(Dataset entries)
[Start of section]

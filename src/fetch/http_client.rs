use super::{FetchWorker, WorkItem};
use crate::config::FetchConfig;
use crate::error::BatchError;
use anyhow::{anyhow, Context, Result};
use async_trait::async_trait;
use std::time::Duration;
use tokio::time::sleep;
use tracing::{debug, warn};
use url::Url;

/// Downloads the page straight into the artifact file.
pub struct HttpWorker {
    inner: reqwest::Client,
    url_template: String,
    max_retries: u32,
    retry_delay_ms: u64,
}

impl HttpWorker {
    pub fn new(config: &FetchConfig) -> Result<Self> {
        // Validate the template once with placeholder values.
        expand(&config.url_template, "Page", "0000")?;

        let inner = reqwest::Client::builder()
            .user_agent(&config.user_agent)
            .gzip(true)
            // Accept cookies so session-based pages work
            .cookie_store(true)
            .build()
            .context("Failed to build HTTP client")?;

        Ok(Self {
            inner,
            url_template: config.url_template.clone(),
            max_retries: config.max_retries,
            retry_delay_ms: config.retry_delay_ms,
        })
    }

    /// Fetch a URL as bytes with retry on rate limiting and transport errors.
    async fn get_bytes(&self, url: &Url) -> Result<Vec<u8>> {
        let mut last_err = anyhow!("No attempts made");

        for attempt in 1..=self.max_retries.saturating_add(1) {
            debug!("GET {} (attempt {})", url, attempt);

            match self.inner.get(url.clone()).send().await {
                Ok(resp) => {
                    let status = resp.status();
                    if status.is_success() {
                        let body = resp.bytes().await.context("Failed to read response body")?;
                        return Ok(body.to_vec());
                    } else if status.as_u16() == 429 || status.as_u16() == 503 {
                        let backoff = rate_limit_backoff(self.retry_delay_ms, attempt);
                        warn!("Rate limited ({}) on attempt {}, sleeping {:?}", status, attempt, backoff);
                        sleep(backoff).await;
                        last_err = anyhow!("HTTP {}", status);
                    } else {
                        last_err = anyhow!("HTTP error {}", status);
                        break;
                    }
                }
                Err(e) => {
                    last_err = anyhow!("Request error: {}", e);
                    let backoff =
                        Duration::from_millis(self.retry_delay_ms.saturating_mul(attempt as u64));
                    warn!("Request failed on attempt {}: {}", attempt, e);
                    sleep(backoff).await;
                }
            }
        }

        Err(last_err).with_context(|| format!("All retries exhausted for {}", url))
    }
}

/// `delay_ms * 2^attempt`, capped instead of overflowing.
fn rate_limit_backoff(delay_ms: u64, attempt: u32) -> Duration {
    Duration::from_millis(delay_ms.saturating_mul(2u64.saturating_pow(attempt)))
}

/// Substitute `{page}` and `{code}` and parse the result.
pub fn expand(template: &str, page: &str, code: &str) -> Result<Url> {
    let raw = template.replace("{page}", page).replace("{code}", code);
    Url::parse(&raw).map_err(|e| {
        BatchError::InvalidUrlTemplate {
            template: template.to_string(),
            reason: e.to_string(),
        }
        .into()
    })
}

#[async_trait]
impl FetchWorker for HttpWorker {
    async fn fetch(&self, item: &WorkItem) -> Result<()> {
        let url = expand(&self.url_template, item.data_type.spec().folder, &item.code)?;
        let body = self.get_bytes(&url).await?;
        if body.is_empty() {
            return Err(anyhow!("empty response from {}", url));
        }

        let part = item.artifact.with_extension("xls.part");
        tokio::fs::write(&part, &body)
            .await
            .with_context(|| format!("Failed to write {:?}", part))?;
        tokio::fs::rename(&part, &item.artifact)
            .await
            .with_context(|| format!("Failed to move {:?} into place", part))?;

        debug!("{}: {} bytes -> {}", item.code, body.len(), item.filename);
        Ok(())
    }
}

[End of section]

AIM OF THE TASK: The required response is a complete, exact copy of the records.

ANSWER:
filename src/fetch/http_client.rs
use super::{FetchWorker, WorkItem};
use crate::config::FetchConfig;
use crate::error::BatchError;
use anyhow::{anyhow, Context, Result};
use async_trait::async_trait;
use std::time::Duration;
use tokio::time::sleep;
use tracing::{debug, warn};
use url::Url;

/// Downloads the page straight into the artifact file.
pub struct HttpWorker {
    inner: reqwest::Client,
    url_template: String,
    max_retries: u32,
    retry_delay_ms: u64,
}

impl HttpWorker {
    pub fn new(config: &FetchConfig) -> Result<Self> {
        // Validate the template once with placeholder values.
        expand(&config.url_template, "Page", "0000")?;

        let inner = reqwest::Client::builder()
            .user_agent(&config.user_agent)
            .gzip(true)
            // Accept cookies so session-based pages work
            .cookie_store(true)
            .build()
            .context("Failed to build HTTP client")?;

        Ok(Self {
            inner,
            url_template: config.url_template.clone(),
            max_retries: config.max_retries,
            retry_delay_ms: config.retry_delay_ms,
        })
    }

    /// Fetch a URL as bytes with retry on rate limiting and transport errors.
    async fn get_bytes(&self, url: &Url) -> Result<Vec<u8>> {
        let mut last_err = anyhow!("No attempts made");

        for attempt in 1..=self.max_retries.saturating_add(1) {
            debug!("GET {} (attempt {})", url, attempt);

            match self.inner.get(url.clone()).send().await {
                Ok(resp) => {
                    let status = resp.status();
                    if status.is_success() {
                        let body = resp.bytes().await.context("Failed to read response body")?;
                        return Ok(body.to_vec());
                    } else if status.as_u16() == 429 || status.as_u16() == 503 {
                        let backoff = rate_limit_backoff(self.retry_delay_ms, attempt);
                        warn!("Rate limited ({}) on attempt {}, sleeping {:?}", status, attempt, backoff);
                        sleep(backoff).await;
                        last_err = anyhow!("HTTP {}", status);
                    } else {
                        last_err = anyhow!("HTTP error {}", status);
                        break;
                    }
                }
                Err(e) => {
                    last_err = anyhow!("Request error: {}", e);
                    let backoff =
                        Duration::from_millis(self.retry_delay_ms.saturating_mul(attempt as u64));
                    warn!("Request failed on attempt {}: {}", attempt, e);
                    sleep(backoff).await;
                }
            }
        }

        Err(last_err).with_context(|| format!("All retries exhausted for {}", url))
    }
}

/// `delay_ms * 2^attempt`, capped instead of overflowing.
fn rate_limit_backoff(delay_ms: u64, attempt: u32) -> Duration {
    Duration::from_millis(delay_ms.saturating_mul(2u64.saturating_pow(attempt)))
}

/// Substitute `{page}` and `{code}` and parse the result.
pub fn expand(template: &str, page: &str, code: &str) -> Result<Url> {
    let raw = template.replace("{page}", page).replace("{code}", code);
    Url::parse(&raw).map_err(|e| {
        BatchError::InvalidUrlTemplate {
            template: template.to_string(),
            reason: e.to_string(),
        }
        .into()
    })
}

#[async_trait]
impl FetchWorker for HttpWorker {
    async fn fetch(&self, item: &WorkItem) -> Result<()> {
        let url = expand(&self.url_template, item.data_type.spec().folder, &item.code)?;
        let body = self.get_bytes(&url).await?;
        if body.is_empty() {
            return Err(anyhow!("empty response from {}", url));
        }

        let part = item.artifact.with_extension("xls.part");
        tokio::fs::write(&part, &body)
            .await
            .with_context(|| format!("Failed to write {:?}", part))?;
        tokio::fs::rename(&part, &item.artifact)
            .await
            .with_context(|| format!("Failed to move {:?} into place", part))?;

        debug!("{}: {} bytes -> {}", item.code, body.len(), item.filename);
        Ok(())
    }
}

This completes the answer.